**EXERCISE BRIEF**
Find the lines below that contain the string "consumer". Copy each one.

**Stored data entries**
= Beginning of Section =

//! Matrices packed for shader consumption.
//! This module is private but reexported by its parent.

use core::fmt;

use crate::math::{Coordinate, ScaledRigid, WorldPoint, WorldVector};

/// A 4×4 single-precision matrix in the layout that probe shaders consume.
///
/// It is not used as a linear transformation. Instead, it packs the placement of an
/// influence volume:
///
/// | rows \ columns | 0..3                | 3                     |
/// |----------------|---------------------|-----------------------|
/// | 0..3           | rotation (3×3)      | translation           |
/// | 3              | scale on each axis  | free for the consumer |
///
/// Elements are addressed as `(row, column)`. [`UniformMatrix::to_cols_array()`]
/// produces the column-major form that graphics APIs expect.
//---
// Design note: This is not a `euclid::Transform3D` because those use the row-vector
// convention and would make every index in this layout read transposed.
#[derive(Clone, Copy, PartialEq, bytemuck::Pod, bytemuck::Zeroable)]
#[repr(C)]
pub struct UniformMatrix {
    rows: [[f32; 4]; 4],
}

impl UniformMatrix {
    /// The identity matrix.
    pub const IDENTITY: Self = Self {
        rows: [
            [1., 0., 0., 0.],
            [0., 1., 0., 0.],
            [0., 0., 1., 0.],
            [0., 0., 0., 1.],
        ],
    };

    /// Constructs a matrix from rows.
    #[inline]
    pub const fn from_rows(rows: [[f32; 4]; 4]) -> Self {
        Self { rows }
    }

    /// Constructs the packing of an unrotated, unscaled placement at `translation`.
    /// The scale row is left zero.
    #[inline]
    pub fn from_translation(translation: WorldPoint) -> Self {
        let mut m = Self::IDENTITY;
        m.set_translation(translation);
        m
    }

    /// Constructs the packing of `placement`.
    #[inline]
    pub fn from_scaled_rigid(placement: &ScaledRigid) -> Self {
        let mut m = Self::IDENTITY;
        for (column, axis) in placement.rotation_axes().into_iter().enumerate() {
            m.rows[0][column] = axis.x;
            m.rows[1][column] = axis.y;
            m.rows[2][column] = axis.z;
        }
        m.set_scale(placement.scale);
        m.set_translation(placement.translation.to_point());
        m
    }

    /// Returns the element at the given row and column.
    ///
    /// Panics if either index is not less than 4.
    #[inline]
    #[track_caller]
    pub fn get(&self, row: usize, column: usize) -> f32 {
        self.rows[row][column]
    }

    /// Replaces the element at the given row and column.
    ///
    /// Panics if either index is not less than 4.
    #[inline]
    #[track_caller]
    pub fn set(&mut self, row: usize, column: usize, value: f32) {
        self.rows[row][column] = value;
    }

    /// Writes `translation` into the first three rows of the last column.
    #[inline]
    pub fn set_translation(&mut self, translation: WorldPoint) {
        self.rows[0][3] = translation.x;
        self.rows[1][3] = translation.y;
        self.rows[2][3] = translation.z;
    }

    /// Writes `scale` into the first three columns of the last row.
    #[inline]
    pub fn set_scale(&mut self, scale: WorldVector) {
        self.rows[3][0] = scale.x;
        self.rows[3][1] = scale.y;
        self.rows[3][2] = scale.z;
    }

    /// Returns the rotation axis stored in `column` (0, 1, or 2), multiplied by the
    /// scale stored in the same column of the last row.
    #[inline]
    #[track_caller]
    pub fn scaled_axis(&self, column: usize) -> WorldVector {
        let r = &self.rows;
        WorldVector::new(r[0][column], r[1][column], r[2][column]) * r[3][column]
    }

    /// Returns the rows.
    #[inline]
    pub const fn to_rows_array(self) -> [[f32; 4]; 4] {
        self.rows
    }

    /// Returns the columns, which is the order GPU uniform buffers expect.
    #[inline]
    pub fn to_cols_array(self) -> [[f32; 4]; 4] {
        let r = self.rows;
        core::array::from_fn(|column| [r[0][column], r[1][column], r[2][column], r[3][column]])
    }

    /// The element in the bottom right corner, which the packing leaves to the consumer.
    #[inline]
    pub fn packed_scalar(&self) -> Coordinate {
        self.rows[3][3]
    }
}

impl Default for UniformMatrix {
    #[inline]
    fn default() -> Self {
        Self::IDENTITY
    }
}

impl fmt::Debug for UniformMatrix {
    fn fmt(&self, f: &mut fmt::Formatter<'_>) -> fmt::Result {
        f.debug_tuple("UniformMatrix")
            .field(&self.rows[0])
            .field(&self.rows[1])
            .field(&self.rows[2])
            .field(&self.rows[3])
            .finish()
    }
}
//! This library is an internal component of [`lumen`],
//! which defines the geometric types and scratch-space helpers that light
//! visibility tests are written in terms of.
//! Do not depend on this library; use only [`lumen`] instead.
//!
//! [`lumen`]: https://crates.io/crates/lumen/

#![no_std]
// Crate-specific lint settings. (General settings can be found in the workspace manifest.)
#![cfg_attr(
    not(test),
    warn(clippy::std_instead_of_core, clippy::std_instead_of_alloc)
)]

#[cfg(any(feature = "std", test))]
#[cfg_attr(test, macro_use)]
extern crate std;
#[allow(unused_imports)]
#[macro_use]
extern crate alloc;

/// Do not use this module directly; its contents are re-exported from `lumen`.
pub mod math;

/// Do not use this module directly; its contents are re-exported from `lumen`.
pub mod util;

// reexport for convenience of our tests
#[doc(hidden)]
pub use euclid;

= End of Section =

**RESULT OF THE EXERCISE**
/// | 3              | scale on each axis  | free for the consumer |
    /// The element in the bottom right corner, which the packing leaves to the consumer.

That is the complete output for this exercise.